# DATA FOR ANALYSIS

//! Core of the signup flow: the draft, its validation rules, the per-field
//! state machine, the form controller and the async actions that talk to the
//! signup API.
//!
//! Nothing in this crate knows about HTTP. The API is reached through the
//! [`SignupApi`] trait, implemented by `signup-client`.

pub mod actions;
pub mod api;
pub mod dispatch;
pub mod draft;
pub mod error;
pub mod field;
pub mod form;
pub mod rules;

#[cfg(test)]
mod test_support;

pub use actions::{ActionKind, ActionOutcome, ActionRequest};
pub use api::{ApiMessage, EmailCertification, SignupApi, SignupPayload};
pub use dispatch::{ActionDispatcher, ActionReport, ActionReports};
pub use draft::{SignupDraft, SignupField};
pub use error::{ApiError, ApiResult, FieldError, FormError, FormErrors, FormResult, ValidationError};
pub use field::{FieldEvent, FieldState, ValidationMode};
pub use form::SignupForm;
pub use rules::{PasswordCharset, ValidationRules};
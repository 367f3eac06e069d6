//! Client configuration.

use bon::Builder;
use reqwest::header::{CONTENT_TYPE, HeaderMap, HeaderName, HeaderValue};
use serde::{Deserialize, Serialize};
use std::time::Duration;

pub const DEFAULT_BASE_PATH: &str = "/api";

/// Header that tells a tunnelling proxy not to serve its interstitial page.
pub const SKIP_BROWSER_WARNING: &str = "ngrok-skip-browser-warning";

/// Headers sent with every request unless overridden.
pub fn default_headers() -> HeaderMap {
    let mut headers = HeaderMap::new();
    headers.insert(CONTENT_TYPE, HeaderValue::from_static("application/json"));
    headers.insert(
        HeaderName::from_static(SKIP_BROWSER_WARNING),
        HeaderValue::from_static("true"),
    );
    headers
}

/// Whether cookies set by the server are kept and sent back.
#[derive(Debug, Clone, Copy, PartialEq, Eq, Default, Serialize, Deserialize)]
#[serde(rename_all = "snake_case")]
pub enum CredentialPolicy {
    #[default]
    Include,
    Omit,
}

/// Endpoint paths, relative to the base path.
#[derive(Debug, Clone, PartialEq, Eq, Serialize, Deserialize)]
#[serde(default)]
pub struct EndpointConfig {
    pub check_user_id: String,
    pub send_email_code: String,
    pub verify_email_code: String,
    pub signup: String,
}

impl Default for EndpointConfig {
    fn default() -> Self {
        Self {
            check_user_id: "/signup/check-id".to_string(),
            send_email_code: "/signup/email/send".to_string(),
            verify_email_code: "/signup/email/verify".to_string(),
            signup: "/signup".to_string(),
        }
    }
}

#[derive(Debug, Clone, Builder)]
pub struct ClientConfig {
    /// Scheme, host and port of the API server
    #[builder(into)]
    pub base_url: String,

    #[builder(into, default = DEFAULT_BASE_PATH.to_string())]
    pub base_path: String,

    #[builder(default = default_headers())]
    pub default_headers: HeaderMap,

    #[builder(default)]
    pub credentials: CredentialPolicy,

    /// Overall request timeout. Transport defaults apply when unset.
    pub timeout: Option<Duration>,

    #[builder(default)]
    pub endpoints: EndpointConfig,
}

impl ClientConfig {
    /// `base_url` joined with `base_path`, without a trailing slash.
    pub fn api_root(&self) -> String {
        let base_url = self.base_url.trim_end_matches('/');
        let base_path = self.base_path.trim_matches('/');
        if base_path.is_empty() {
            base_url.to_string()
        } else {
            format!("{}/{}", base_url, base_path)
        }
    }
}
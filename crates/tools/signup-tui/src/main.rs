mod app;
mod cli;
mod config;
mod logging;
mod page;
mod ui;

use anyhow::{Context, Result};
use clap::Parser;
use crate::cli::{Cli, Command, TokenCommand};
use crate::config::AppConfig;
use signup_client::LocalStorage;
use tracing::info;

#[tokio::main]
async fn main() -> Result<()> {
    // Load environment variables
    dotenvy::dotenv().ok();

    let cli = Cli::parse();

    let mut config = AppConfig::load(cli.config.as_deref())?;
    config.apply_overrides(cli.base_url.clone())?;

    execute(cli.command(), &config).await
}

/// Only the page writes a log file; token commands talk to stdout.
async fn execute(command: Command, config: &AppConfig) -> Result<()> {
    match command {
        Command::Run => {
            logging::init(&config.logging, &config.log_filter())?;
            app::run(config).await
        }
        Command::Token { action } => {
            let storage = config.local_storage()?;
            run_token_command(&storage, &config.storage.token_key, action)
        }
    }
}

fn run_token_command(storage: &LocalStorage, key: &str, action: TokenCommand) -> Result<()> {
    match action {
        TokenCommand::Show => {
            let token = storage
                .get_item(key)
                .with_context(|| format!("Failed to read {}", storage.path().display()))?;
            match token.filter(|t| !t.is_empty()) {
                Some(token) => println!("{token}"),
                None => println!("No token stored"),
            }
        }
        TokenCommand::Set { token } => {
            let token = token.trim();
            if token.is_empty() {
                anyhow::bail!("Token cannot be empty");
            }
            storage
                .set_item(key, token)
                .with_context(|| format!("Failed to write {}", storage.path().display()))?;
            info!(key, "Bearer token stored");
            println!("Token stored in {}", storage.path().display());
        }
        TokenCommand::Clear => {
            let previous = storage
                .remove_item(key)
                .with_context(|| format!("Failed to write {}", storage.path().display()))?;
            info!(key, removed = previous.is_some(), "Bearer token cleared");
            println!("Token cleared");
        }
    }
    Ok(())
}
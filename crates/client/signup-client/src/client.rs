//! reqwest-backed signup client.

use crate::config::{ClientConfig, CredentialPolicy, EndpointConfig};
use crate::error::{ClientError, ClientResult};
use crate::token::TokenProvider;
use async_trait::async_trait;
use reqwest::{Method, RequestBuilder, Response};
use serde::Serialize;
use signup_core::{ApiMessage, ApiResult, EmailCertification, SignupApi, SignupPayload};
use std::sync::Arc;
use tracing::debug;
use url::Url;

#[derive(Serialize)]
struct EmailBody<'a> {
    email: &'a str,
}

pub struct SignupClient {
    http: reqwest::Client,
    api_root: String,
    endpoints: EndpointConfig,
    token_provider: Arc<dyn TokenProvider>,
}

impl std::fmt::Debug for SignupClient {
    fn fmt(&self, f: &mut std::fmt::Formatter<'_>) -> std::fmt::Result {
        f.debug_struct("SignupClient")
            .field("api_root", &self.api_root)
            .field("endpoints", &self.endpoints)
            .finish_non_exhaustive()
    }
}

impl SignupClient {
    pub fn new(config: ClientConfig, token_provider: Arc<dyn TokenProvider>) -> ClientResult<Self> {
        let api_root = config.api_root();
        Url::parse(&api_root)?;

        let mut builder = reqwest::Client::builder().default_headers(config.default_headers);
        if config.credentials == CredentialPolicy::Include {
            builder = builder.cookie_store(true);
        }
        if let Some(timeout) = config.timeout {
            builder = builder.timeout(timeout);
        }

        Ok(Self {
            http: builder.build()?,
            api_root,
            endpoints: config.endpoints,
            token_provider,
        })
    }

    pub fn api_root(&self) -> &str {
        &self.api_root
    }

    /// Starts a request to `path` (relative to the base path) with the
    /// current bearer token attached, if there is one.
    ///
    /// Fails without touching the network when the token provider fails.
    pub fn request(&self, method: Method, path: &str) -> ClientResult<RequestBuilder> {
        let url = format!("{}/{}", self.api_root, path.trim_start_matches('/'));
        let token = self.token_provider.token()?;
        debug!(%method, %url, authorized = token.is_some(), "Sending http request");

        let mut req = self.http.request(method, url);
        if let Some(token) = token {
            req = req.bearer_auth(token);
        }
        Ok(req)
    }

    pub async fn check_user_id(&self, user_id: &str) -> ClientResult<ApiMessage> {
        let response = self
            .request(Method::GET, &self.endpoints.check_user_id)?
            .query(&[("userId", user_id)])
            .send()
            .await?;
        read_message(response).await?.ok_or(ClientError::EmptyResponse)
    }

    pub async fn send_email_code(&self, email: &str) -> ClientResult<Option<ApiMessage>> {
        let response = self
            .request(Method::POST, &self.endpoints.send_email_code)?
            .json(&EmailBody { email })
            .send()
            .await?;
        read_message(response).await
    }

    pub async fn verify_email_code(
        &self,
        certification: &EmailCertification,
    ) -> ClientResult<Option<ApiMessage>> {
        let response = self
            .request(Method::POST, &self.endpoints.verify_email_code)?
            .json(certification)
            .send()
            .await?;
        read_message(response).await
    }

    pub async fn signup(&self, payload: &SignupPayload) -> ClientResult<Option<ApiMessage>> {
        let response = self
            .request(Method::POST, &self.endpoints.signup)?
            .json(payload)
            .send()
            .await?;
        read_message(response).await
    }
}

/// Non-2xx is an error; an empty or `null` 2xx body is `None`.
async fn read_message(response: Response) -> ClientResult<Option<ApiMessage>> {
    let status = response.status();
    let body = response.text().await?;
    if !status.is_success() {
        return Err(ClientError::Status {
            status: status.as_u16(),
            body,
        });
    }
    if body.trim().is_empty() {
        return Ok(None);
    }
    Ok(serde_json::from_str(&body)?)
}

#[async_trait]
impl SignupApi for SignupClient {
    async fn check_user_id(&self, user_id: &str) -> ApiResult<ApiMessage> {
        Ok(SignupClient::check_user_id(self, user_id).await?)
    }

    async fn send_email_code(&self, email: &str) -> ApiResult<Option<ApiMessage>> {
        Ok(SignupClient::send_email_code(self, email).await?)
    }

    async fn verify_email_code(
        &self,
        certification: &EmailCertification,
    ) -> ApiResult<Option<ApiMessage>> {
        Ok(SignupClient::verify_email_code(self, certification).await?)
    }

    async fn signup(&self, payload: &SignupPayload) -> ApiResult<Option<ApiMessage>> {
        Ok(SignupClient::signup(self, payload).await?)
    }
}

# THE PROBLEM
Go through the records above line by line and say how many lines include "true", giving only that number.

# TASK ANSWER
2